Levy's main concern is Operation Cast Lead, which lasted from December 27, 2008 to January 17, 2009. In that short time, Israeli bombardments killed over 1,300 Palestinians, injured over 5,000, and left over 100,000 homeless. However, as many critics of United States foreign policy know, numbers alone do not make an argument; they require context. Otherwise, they can also be used to justify war under the guise of humanitarian intervention. In The Punishment of Gaza, Levy provides the context of these statistics. First, he argues that Israel's disengagement from Gaza is a method of oppression from without, that is, a blockade intended as collective punishment. Second, he argues that the casualties of the IDF's onslaught are not accidents, but tactical targets in their occupation. For example, numerous articles show how civilians, including children, are deliberate targets in military operations, not because they are singled out, but because the Israeli army does not enforce repercussions for soldiers who kill or injure civilians. 

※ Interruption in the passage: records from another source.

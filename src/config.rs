//! Configuration for the streaming agent
//!
//! [`AgentConfig`] is the snapshot the controller reads at the start of every cycle and
//! before every tool call. Hosts build one with [`AgentConfig::builder`], pick up
//! overrides from the environment with [`AgentConfig::from_env`], or restore a
//! previously persisted copy with [`AgentConfig::from_json`].

use serde::{Deserialize, Serialize};
use std::env;

/// Default chat completions endpoint
pub const DEFAULT_API_ENDPOINT: &str = "https://api.aihubmix.com/v1/chat/completions";

/// Default model name
pub const DEFAULT_MODEL: &str = "gpt-4o-mini";

/// Default system prompt
pub const DEFAULT_SYSTEM_PROMPT: &str = "You are a helpful AI assistant.";

/// Default search endpoint used by the `search_web` tool
pub const DEFAULT_SEARCH_ENDPOINT: &str = "https://ddg-webapp-aagd.vercel.app/search";

/// Default request timeout in seconds
pub const DEFAULT_TIMEOUT_SECS: u64 = 120;

const ENV_API_KEY: &str = "STREAMING_AGENT_API_KEY";
const ENV_ENDPOINT: &str = "STREAMING_AGENT_ENDPOINT";
const ENV_MODEL: &str = "STREAMING_AGENT_MODEL";
const ENV_SEARCH_ENDPOINT: &str = "STREAMING_AGENT_SEARCH_ENDPOINT";
const ENV_SEARCH_KEY: &str = "STREAMING_AGENT_SEARCH_KEY";

/// Settings for the chat endpoint, the search tool and the loop itself
#[derive(Clone, PartialEq, Eq)]
pub struct AgentConfig {
    /// Bearer token for the chat endpoint. Required before submitting.
    pub api_key: String,

    /// Full URL of the chat completions endpoint
    pub api_endpoint: String,

    /// Model name sent with every request
    pub model: String,

    /// Prepended as a system message when non-empty
    pub system_prompt: String,

    /// Base URL of the search API
    pub search_endpoint: String,

    /// Sent as `X-Search-Api-Key` when non-empty
    pub search_key: String,

    /// HTTP timeout for chat and search requests, in seconds
    pub timeout_secs: u64,

    /// Upper bound on tool rounds per submitted message; `None` means keep going
    /// until the model stops calling tools
    pub max_tool_rounds: Option<u32>,

    /// Keep the partial assistant text on cancel instead of replacing it with
    /// the fixed cancel message
    pub keep_partial_on_cancel: bool,
}

impl std::fmt::Debug for AgentConfig {
    fn fmt(&self, f: &mut std::fmt::Formatter<'_>) -> std::fmt::Result {
        f.debug_struct("AgentConfig")
            .field("api_key", &"***")
            .field("api_endpoint", &self.api_endpoint)
            .field("model", &self.model)
            .field("system_prompt", &self.system_prompt)
            .field("search_endpoint", &self.search_endpoint)
            .field("search_key", &"***")
            .field("timeout_secs", &self.timeout_secs)
            .field("max_tool_rounds", &self.max_tool_rounds)
            .field("keep_partial_on_cancel", &self.keep_partial_on_cancel)
            .finish()
    }
}

impl Default for AgentConfig {
    fn default() -> Self {
        Self {
            api_key: String::new(),
            api_endpoint: DEFAULT_API_ENDPOINT.to_string(),
            model: DEFAULT_MODEL.to_string(),
            system_prompt: DEFAULT_SYSTEM_PROMPT.to_string(),
            search_endpoint: DEFAULT_SEARCH_ENDPOINT.to_string(),
            search_key: String::new(),
            timeout_secs: DEFAULT_TIMEOUT_SECS,
            max_tool_rounds: None,
            keep_partial_on_cancel: false,
        }
    }
}

/// The subset of [`AgentConfig`] a UI layer persists between sessions.
#[derive(Debug, Default, Serialize, Deserialize)]
#[serde(rename_all = "camelCase")]
struct PersistedConfig {
    #[serde(default, skip_serializing_if = "Option::is_none")]
    api_key: Option<String>,
    #[serde(default, skip_serializing_if = "Option::is_none")]
    api_endpoint: Option<String>,
    #[serde(default, skip_serializing_if = "Option::is_none")]
    model: Option<String>,
    #[serde(default, skip_serializing_if = "Option::is_none")]
    system_prompt: Option<String>,
    #[serde(default, skip_serializing_if = "Option::is_none")]
    search_endpoint: Option<String>,
    #[serde(default, skip_serializing_if = "Option::is_none")]
    search_key: Option<String>,
}

/// Trimmed value, or `None` when nothing is left.
fn non_empty(value: Option<String>) -> Option<String> {
    value
        .map(|v| v.trim().to_string())
        .filter(|v| !v.is_empty())
}

impl AgentConfig {
    /// Create a new builder for AgentConfig
    pub fn builder() -> AgentConfigBuilder {
        AgentConfigBuilder::default()
    }

    /// Defaults overridden by `STREAMING_AGENT_*` environment variables.
    ///
    /// ```rust,no_run
    /// use streaming_agent::AgentConfig;
    ///
    /// // STREAMING_AGENT_API_KEY=sk-... STREAMING_AGENT_MODEL=gpt-4o
    /// let config = AgentConfig::from_env();
    /// ```
    pub fn from_env() -> Self {
        Self::from_lookup(|name| env::var(name).ok())
    }

    /// Same as [`from_env`](Self::from_env) with a caller-supplied variable lookup.
    pub fn from_lookup(lookup: impl Fn(&str) -> Option<String>) -> Self {
        let mut config = Self::default();
        if let Some(key) = non_empty(lookup(ENV_API_KEY)) {
            config.api_key = key;
        }
        if let Some(endpoint) = non_empty(lookup(ENV_ENDPOINT)) {
            config.api_endpoint = endpoint;
        }
        if let Some(model) = non_empty(lookup(ENV_MODEL)) {
            config.model = model;
        }
        if let Some(endpoint) = non_empty(lookup(ENV_SEARCH_ENDPOINT)) {
            config.search_endpoint = endpoint;
        }
        if let Some(key) = non_empty(lookup(ENV_SEARCH_KEY)) {
            config.search_key = key;
        }
        config
    }

    /// Restores the user-editable fields to their defaults and clears both keys.
    /// Loop settings (`timeout_secs`, `max_tool_rounds`, `keep_partial_on_cancel`)
    /// are left alone.
    pub fn reset(&mut self) {
        let defaults = Self::default();
        self.api_key = defaults.api_key;
        self.api_endpoint = defaults.api_endpoint;
        self.model = defaults.model;
        self.system_prompt = defaults.system_prompt;
        self.search_endpoint = defaults.search_endpoint;
        self.search_key = defaults.search_key;
    }

    /// Serializes the user-editable fields with camelCase keys
    /// (`apiKey`, `apiEndpoint`, `model`, `systemPrompt`, `searchEndpoint`, `searchKey`).
    pub fn to_json(&self) -> crate::Result<String> {
        let persisted = PersistedConfig {
            api_key: Some(self.api_key.clone()),
            api_endpoint: Some(self.api_endpoint.clone()),
            model: Some(self.model.clone()),
            system_prompt: Some(self.system_prompt.clone()),
            search_endpoint: Some(self.search_endpoint.clone()),
            search_key: Some(self.search_key.clone()),
        };
        Ok(serde_json::to_string(&persisted)?)
    }

    /// Defaults with a persisted copy applied on top.
    pub fn from_json(json: &str) -> crate::Result<Self> {
        let mut config = Self::default();
        config.apply_json(json)?;
        Ok(config)
    }

    /// Applies a persisted copy. Only fields that are present and non-empty after
    /// trimming override the current values.
    pub fn apply_json(&mut self, json: &str) -> crate::Result<()> {
        let persisted: PersistedConfig = serde_json::from_str(json)?;

        if let Some(key) = non_empty(persisted.api_key) {
            self.api_key = key;
        }
        if let Some(endpoint) = non_empty(persisted.api_endpoint) {
            self.api_endpoint = endpoint;
        }
        if let Some(model) = non_empty(persisted.model) {
            self.model = model;
        }
        if let Some(prompt) = non_empty(persisted.system_prompt) {
            self.system_prompt = prompt;
        }
        if let Some(endpoint) = non_empty(persisted.search_endpoint) {
            self.search_endpoint = endpoint;
        }
        if let Some(key) = non_empty(persisted.search_key) {
            self.search_key = key;
        }
        Ok(())
    }

    /// Checks the fields a cycle cannot run without.
    pub fn validate(&self) -> crate::Result<()> {
        if self.api_key.trim().is_empty() {
            return Err(crate::Error::config("api key is required"));
        }
        if self.api_endpoint.trim().is_empty() {
            return Err(crate::Error::config("api endpoint is required"));
        }
        if self.model.trim().is_empty() {
            return Err(crate::Error::config("model is required"));
        }
        Ok(())
    }
}

/// Builder for AgentConfig
#[derive(Default)]
pub struct AgentConfigBuilder {
    api_key: Option<String>,
    api_endpoint: Option<String>,
    model: Option<String>,
    system_prompt: Option<String>,
    search_endpoint: Option<String>,
    search_key: Option<String>,
    timeout_secs: Option<u64>,
    max_tool_rounds: Option<u32>,
    keep_partial_on_cancel: Option<bool>,
}

impl std::fmt::Debug for AgentConfigBuilder {
    fn fmt(&self, f: &mut std::fmt::Formatter<'_>) -> std::fmt::Result {
        f.debug_struct("AgentConfigBuilder")
            .field("api_endpoint", &self.api_endpoint)
            .field("model", &self.model)
            .field("search_endpoint", &self.search_endpoint)
            .finish()
    }
}

impl AgentConfigBuilder {
    pub fn api_key(mut self, key: impl Into<String>) -> Self {
        self.api_key = Some(key.into());
        self
    }

    pub fn api_endpoint(mut self, url: impl Into<String>) -> Self {
        self.api_endpoint = Some(url.into());
        self
    }

    pub fn model(mut self, model: impl Into<String>) -> Self {
        self.model = Some(model.into());
        self
    }

    pub fn system_prompt(mut self, prompt: impl Into<String>) -> Self {
        self.system_prompt = Some(prompt.into());
        self
    }

    pub fn search_endpoint(mut self, url: impl Into<String>) -> Self {
        self.search_endpoint = Some(url.into());
        self
    }

    pub fn search_key(mut self, key: impl Into<String>) -> Self {
        self.search_key = Some(key.into());
        self
    }

    pub fn timeout_secs(mut self, secs: u64) -> Self {
        self.timeout_secs = Some(secs);
        self
    }

    pub fn max_tool_rounds(mut self, rounds: u32) -> Self {
        self.max_tool_rounds = Some(rounds);
        self
    }

    pub fn keep_partial_on_cancel(mut self, keep: bool) -> Self {
        self.keep_partial_on_cancel = Some(keep);
        self
    }

    /// Fills unset fields with defaults.
    ///
    /// The API key may still be empty here; it is checked when a message is
    /// submitted so a host can construct the client before the user enters one.
    pub fn build(self) -> crate::Result<AgentConfig> {
        let defaults = AgentConfig::default();

        let api_endpoint = self
            .api_endpoint
            .map(|v| v.trim().to_string())
            .unwrap_or(defaults.api_endpoint);
        if api_endpoint.is_empty() {
            return Err(crate::Error::config("api endpoint must not be empty"));
        }

        let model = self
            .model
            .map(|v| v.trim().to_string())
            .unwrap_or(defaults.model);
        if model.is_empty() {
            return Err(crate::Error::config("model must not be empty"));
        }

        let timeout_secs = self.timeout_secs.unwrap_or(defaults.timeout_secs);
        if timeout_secs == 0 {
            return Err(crate::Error::config("timeout must be at least one second"));
        }

        Ok(AgentConfig {
            api_key: self.api_key.map(|v| v.trim().to_string()).unwrap_or_default(),
            api_endpoint,
            model,
            system_prompt: self
                .system_prompt
                .map(|v| v.trim().to_string())
                .unwrap_or(defaults.system_prompt),
            search_endpoint: self
                .search_endpoint
                .map(|v| v.trim().to_string())
                .unwrap_or(defaults.search_endpoint),
            search_key: self
                .search_key
                .map(|v| v.trim().to_string())
                .unwrap_or_default(),
            timeout_secs,
            max_tool_rounds: self.max_tool_rounds,
            keep_partial_on_cancel: self.keep_partial_on_cancel.unwrap_or(false),
        })
    }
}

But, he argues, none of this would be possible without a political culture that dehumanizes Palestinians when it does not ignore them. He writes that the injustices continue because 
we have trained our soldiers to think that the lives and property of Palestinians have no value whatsoever. It is part of a process of dehumanization that has endured for dozens of years--the fruits of the occupation (142).
Just as there are generations of Palestinians who have been raised in refugee camps, there are Israelis who know of no other political culture than one in which the occupation is the order of things, where even the so-called moderates push over each other on the race to start another war (recall that, while it is not directly discussed by Levy, the Second Lebanon War also takes place during the time period covered by the book).[2]

Levy dismisses equivocations between the two sources of violence. The defense of Israeli aggression rests on the spectre of terrorism and the destruction of Israel, which are woven together in Western representations of the fear of Hamas. But, Levy argues, to perpetuate the occupation due to threats to Israeli security  is to mistake the effect for the cause. Only Israel can end the blockade and the occupation, even if it shows no inclination to do so. International opinion and policy does not show much inclination to intervene, with the exception of the growing strength of the campaign for divestment in Israel. As dire (for the Palestinians) as the situation appears, Levy shows, clearly and directly, that Israel is responsible for the continued injustices of the occupation. "Israelis," Levy writes in the final chapter, in a moment of polemic, "aren't paying any price for the injustice of occupation" (144). Only when Israelis feel some degree of international pressure through divestment and boycott, and domestic pressure through self-criticism, will it end. Formulations such as these sound abstract, but in The Punishment of Gaza they are given in concrete detail.

Notes

[1] This is not to ignore the fact that 'narrative voices' ought to also include analyses of the blockade by Palestinians. Levy's book is hindered by the fact that the information is largely 'second hand,' because Israeli journalists have been prohibited from visiting Gaza since November 2006.

[2] See the chapter "No Moderates Left" (available online here), or more recently "Kahane Won," previously discussed by Joshua.

1 comment:

Unknown said...

Hmmmmm....I thought there would be many comments. I'm the first one. Apathy?.....What Hitler did to the Jews in the Warsaw ghetto is about the same as what the Jews are doing to the Palestinians in Gaza.Both are horrible crimes against human beings. I guess the fog of propaganda has clouded the thinking of most Israelis and Americans.